For centuries, England has been known as 'Our Lady's Dowry'. Anglo-Saxon England sheltered many shrines to the Virgin Mary: shrines were dedicated to her at Glastonbury in 540, Evesham in 702, Tewkesbury in 715, Canterbury in 866, Willesden in 939, Abingdon before 955, Ely in 1020, Coventry in 1043, York in 1050, and Walsingham in 1061. By the High Middle Ages there were sixteen shrines to Mary in Suffolk alone.
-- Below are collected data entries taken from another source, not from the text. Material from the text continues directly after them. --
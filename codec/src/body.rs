//! Transaction body codec
//!
//! The body is a CBOR map with integer keys, encoded canonically: definite
//! lengths, keys ascending, withdrawal and multiasset map keys sorted
//! bytewise. The TTL entry (key 3) is always written, zero included, so the
//! signing hash is stable across the build-then-estimate flow.

use crate::certs::Certificate;
use crate::value::{TransactionInput, TransactionOutput};
use minicbor::data::Type;
use minicbor::{Decode, Decoder, Encode, Encoder};
use std::collections::BTreeMap;

const KEY_INPUTS: u8 = 0;
const KEY_OUTPUTS: u8 = 1;
const KEY_FEE: u8 = 2;
const KEY_TTL: u8 = 3;
const KEY_CERTIFICATES: u8 = 4;
const KEY_WITHDRAWALS: u8 = 5;
const KEY_AUX_DATA_HASH: u8 = 7;
const KEY_VOTING_PROCEDURES: u8 = 19;

/// Voter kind marker for stake pools in the voting procedures map
const VOTER_POOL: u8 = 4;

/// Anchor attached to a governance vote
#[derive(Debug, Clone, PartialEq, Eq)]
pub struct VoteAnchor {
    pub url: String,
    pub data_hash: Vec<u8>,
}

/// A single pool vote on a governance action
#[derive(Debug, Clone, PartialEq, Eq)]
pub struct VotingProcedure {
    pub pool_key_hash: Vec<u8>,
    pub gov_action_tx_id: Vec<u8>,
    pub gov_action_index: u64,

    /// 0 = no, 1 = yes, 2 = abstain
    pub vote: u8,
    pub anchor: Option<VoteAnchor>,
}

/// A transaction body ready for encoding
#[derive(Debug, Clone, Default, PartialEq, Eq)]
pub struct TransactionBody {
    pub inputs: Vec<TransactionInput>,
    pub outputs: Vec<TransactionOutput>,
    pub fee: u64,
    pub ttl: u64,
    pub certificates: Vec<Certificate>,

    /// (29-byte reward address, amount) pairs
    pub withdrawals: Vec<(Vec<u8>, u64)>,
    pub auxiliary_data_hash: Option<Vec<u8>>,
    pub voting_procedures: Vec<VotingProcedure>,
}

impl<C> Encode<C> for TransactionBody {
    fn encode<W: minicbor::encode::Write>(
        &self,
        e: &mut Encoder<W>,
        ctx: &mut C,
    ) -> Result<(), minicbor::encode::Error<W::Error>> {
        let mut keys = 4u64; // inputs, outputs, fee, ttl
        if !self.certificates.is_empty() {
            keys += 1;
        }
        if !self.withdrawals.is_empty() {
            keys += 1;
        }
        if self.auxiliary_data_hash.is_some() {
            keys += 1;
        }
        if !self.voting_procedures.is_empty() {
            keys += 1;
        }
        e.map(keys)?;

        e.u8(KEY_INPUTS)?.array(self.inputs.len() as u64)?;
        for input in &self.inputs {
            input.encode(e, ctx)?;
        }

        e.u8(KEY_OUTPUTS)?.array(self.outputs.len() as u64)?;
        for output in &self.outputs {
            output.encode(e, ctx)?;
        }

        e.u8(KEY_FEE)?.u64(self.fee)?;
        e.u8(KEY_TTL)?.u64(self.ttl)?;

        if !self.certificates.is_empty() {
            e.u8(KEY_CERTIFICATES)?.array(self.certificates.len() as u64)?;
            for cert in &self.certificates {
                cert.encode(e, ctx)?;
            }
        }

        if !self.withdrawals.is_empty() {
            let mut withdrawals = self.withdrawals.clone();
            withdrawals.sort_by(|a, b| a.0.cmp(&b.0));
            e.u8(KEY_WITHDRAWALS)?.map(withdrawals.len() as u64)?;
            for (account, amount) in &withdrawals {
                e.bytes(account)?.u64(*amount)?;
            }
        }

        if let Some(hash) = &self.auxiliary_data_hash {
            e.u8(KEY_AUX_DATA_HASH)?.bytes(hash)?;
        }

        if !self.voting_procedures.is_empty() {
            encode_voting_procedures(&self.voting_procedures, e)?;
        }

        Ok(())
    }
}

fn encode_voting_procedures<W: minicbor::encode::Write>(
    votes: &[VotingProcedure],
    e: &mut Encoder<W>,
) -> Result<(), minicbor::encode::Error<W::Error>> {
    // Group by voter, sort voters and action ids for canonical ordering
    let mut by_voter: BTreeMap<&[u8], BTreeMap<(&[u8], u64), &VotingProcedure>> = BTreeMap::new();
    for vote in votes {
        by_voter
            .entry(&vote.pool_key_hash)
            .or_default()
            .insert((&vote.gov_action_tx_id, vote.gov_action_index), vote);
    }

    e.u8(KEY_VOTING_PROCEDURES)?.map(by_voter.len() as u64)?;
    for (pool, actions) in &by_voter {
        e.array(2)?.u8(VOTER_POOL)?.bytes(pool)?;
        e.map(actions.len() as u64)?;
        for ((tx_id, index), vote) in actions {
            e.array(2)?.bytes(tx_id)?.u64(*index)?;
            e.array(2)?.u8(vote.vote)?;
            match &vote.anchor {
                Some(anchor) => {
                    e.array(2)?.str(&anchor.url)?.bytes(&anchor.data_hash)?;
                }
                None => {
                    e.null()?;
                }
            }
        }
    }
    Ok(())
}

fn decode_voting_procedures(
    d: &mut Decoder,
) -> Result<Vec<VotingProcedure>, minicbor::decode::Error> {
    let voters = d
        .map()?
        .ok_or_else(|| minicbor::decode::Error::message("indefinite voting procedures map"))?;
    let mut votes = Vec::new();
    for _ in 0..voters {
        if d.array()? != Some(2) {
            return Err(minicbor::decode::Error::message("malformed voter"));
        }
        let kind = d.u64()?;
        if kind != VOTER_POOL as u64 {
            return Err(minicbor::decode::Error::message(format!(
                "unsupported voter kind {kind}"
            )));
        }
        let pool_key_hash = d.bytes()?.to_vec();

        let actions = d
            .map()?
            .ok_or_else(|| minicbor::decode::Error::message("indefinite vote map"))?;
        for _ in 0..actions {
            if d.array()? != Some(2) {
                return Err(minicbor::decode::Error::message("malformed action id"));
            }
            let gov_action_tx_id = d.bytes()?.to_vec();
            let gov_action_index = d.u64()?;

            if d.array()? != Some(2) {
                return Err(minicbor::decode::Error::message("malformed vote"));
            }
            let vote = d.u8()?;
            let anchor = if d.datatype()? == Type::Null {
                d.skip()?;
                None
            } else {
                if d.array()? != Some(2) {
                    return Err(minicbor::decode::Error::message("malformed vote anchor"));
                }
                Some(VoteAnchor {
                    url: d.str()?.to_string(),
                    data_hash: d.bytes()?.to_vec(),
                })
            };

            votes.push(VotingProcedure {
                pool_key_hash: pool_key_hash.clone(),
                gov_action_tx_id,
                gov_action_index,
                vote,
                anchor,
            });
        }
    }
    Ok(votes)
}

impl<'b, C> Decode<'b, C> for TransactionBody {
    fn decode(d: &mut Decoder<'b>, ctx: &mut C) -> Result<Self, minicbor::decode::Error> {
        let entries = d
            .map()?
            .ok_or_else(|| minicbor::decode::Error::message("indefinite body map"))?;

        let mut body = TransactionBody::default();
        for _ in 0..entries {
            match d.u8()? {
                KEY_INPUTS => {
                    let n = d.array()?.ok_or_else(|| {
                        minicbor::decode::Error::message("indefinite input array")
                    })?;
                    for _ in 0..n {
                        body.inputs.push(TransactionInput::decode(d, ctx)?);
                    }
                }
                KEY_OUTPUTS => {
                    let n = d.array()?.ok_or_else(|| {
                        minicbor::decode::Error::message("indefinite output array")
                    })?;
                    for _ in 0..n {
                        body.outputs.push(TransactionOutput::decode(d, ctx)?);
                    }
                }
                KEY_FEE => body.fee = d.u64()?,
                KEY_TTL => body.ttl = d.u64()?,
                KEY_CERTIFICATES => {
                    let n = d.array()?.ok_or_else(|| {
                        minicbor::decode::Error::message("indefinite certificate array")
                    })?;
                    for _ in 0..n {
                        body.certificates.push(Certificate::decode(d, ctx)?);
                    }
                }
                KEY_WITHDRAWALS => {
                    let n = d.map()?.ok_or_else(|| {
                        minicbor::decode::Error::message("indefinite withdrawal map")
                    })?;
                    for _ in 0..n {
                        body.withdrawals.push((d.bytes()?.to_vec(), d.u64()?));
                    }
                }
                KEY_AUX_DATA_HASH => body.auxiliary_data_hash = Some(d.bytes()?.to_vec()),
                KEY_VOTING_PROCEDURES => {
                    body.voting_procedures = decode_voting_procedures(d)?;
                }
                // Tolerate body fields we don't construct ourselves
                _ => d.skip()?,
            }
        }
        Ok(body)
    }
}

/// Encode a body to its canonical bytes
pub fn encode_transaction_body(body: &TransactionBody) -> anyhow::Result<Vec<u8>> {
    Ok(minicbor::to_vec(body)?)
}

/// Decode body bytes
pub fn decode_transaction_body(bytes: &[u8]) -> anyhow::Result<TransactionBody> {
    Ok(minicbor::decode(bytes)?)
}

// -- Tests --
#[cfg(test)]
mod tests {
    use super::*;
    use crate::value::Value;
    use tekton_common::Credential;

    fn simple_body() -> TransactionBody {
        TransactionBody {
            inputs: vec![TransactionInput {
                tx_hash: vec![0x2f; 32],
                index: 0,
            }],
            outputs: vec![TransactionOutput {
                address: vec![0x61; 29],
                value: Value::coin_only(9_830_000),
            }],
            fee: 170_000,
            ttl: 0,
            ..Default::default()
        }
    }

    #[test]
    fn zero_ttl_is_explicit() {
        let bytes = encode_transaction_body(&simple_body()).unwrap();
        // Map of 4 entries, ending with key 3 -> 0
        assert_eq!(bytes[0], 0xa4);
        assert_eq!(&bytes[bytes.len() - 2..], &[0x03, 0x00]);

        let decoded = decode_transaction_body(&bytes).unwrap();
        assert_eq!(decoded.ttl, 0);
    }

    #[test]
    fn ttl_changes_size_by_uint_length_only() {
        let zero = encode_transaction_body(&simple_body()).unwrap();

        let mut body = simple_body();
        body.ttl = 1000; // needs a 2-byte uint payload after the 0x19 header
        let nonzero = encode_transaction_body(&body).unwrap();

        assert_eq!(nonzero.len(), zero.len() + 2);
    }

    #[test]
    fn body_round_trip_with_all_sections() {
        let mut body = simple_body();
        body.ttl = 43_000_000;
        body.certificates = vec![Certificate::StakeRegistration(Credential::AddrKeyHash(
            vec![0x11; 28],
        ))];
        body.withdrawals = vec![(vec![0xe1; 29], 1_500_000)];
        body.auxiliary_data_hash = Some(vec![0xab; 32]);
        body.voting_procedures = vec![VotingProcedure {
            pool_key_hash: vec![0x22; 28],
            gov_action_tx_id: vec![0x33; 32],
            gov_action_index: 0,
            vote: 1,
            anchor: None,
        }];

        let bytes = encode_transaction_body(&body).unwrap();
        let decoded = decode_transaction_body(&bytes).unwrap();
        assert_eq!(decoded, body);
    }

    #[test]
    fn withdrawals_are_sorted_on_the_wire() {
        let mut body = simple_body();
        body.withdrawals = vec![(vec![0xe2; 29], 2), (vec![0xe1; 29], 1)];
        let bytes = encode_transaction_body(&body).unwrap();
        let decoded = decode_transaction_body(&bytes).unwrap();
        assert_eq!(decoded.withdrawals[0].0, vec![0xe1; 29]);
        assert_eq!(decoded.withdrawals[1].0, vec![0xe2; 29]);
    }

    #[test]
    fn unknown_body_keys_are_skipped() {
        // {0: [], 1: [], 2: 0, 3: 0, 8: 99}
        let bytes = hex::decode("a50080018002000300081863").unwrap();
        let body = decode_transaction_body(&bytes).unwrap();
        assert!(body.inputs.is_empty());
        assert_eq!(body.ttl, 0);
    }
}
About half of the medieval churches in Suffolk were dedicated to St Mary under a particular title or devotion. Churches not dedicated to Mary, would have contained a Marian shrine, generally at the east end of the south aisle. Some shrines became so popular that they were translated to buildings of their own. This may be how the shrine of Our Lady of Grace came to be. During the High Middle Ages, the shrine of Our Lady of Grace was second only to that of Our Lady of Walsingham.

==History==
The medieval town of Ipswich was a busy maritime centre of trade and shipbuilding. The inns and taverns of the town were full of pilgrims. The shrine to Our Lady of Grace at Ipswich is first recorded in 1152.

The shrine of Our Lady of Grace in Lady Lane was just outside the west gate of the medieval town wall of Ipswich, on Lady Lane near St Mary at the Elms Church. The site is marked by a plaque and a statue of Our Lady.

In 1297 the daughter of Edward I, Princess Elizabeth, married the Count of Holland at the shrine.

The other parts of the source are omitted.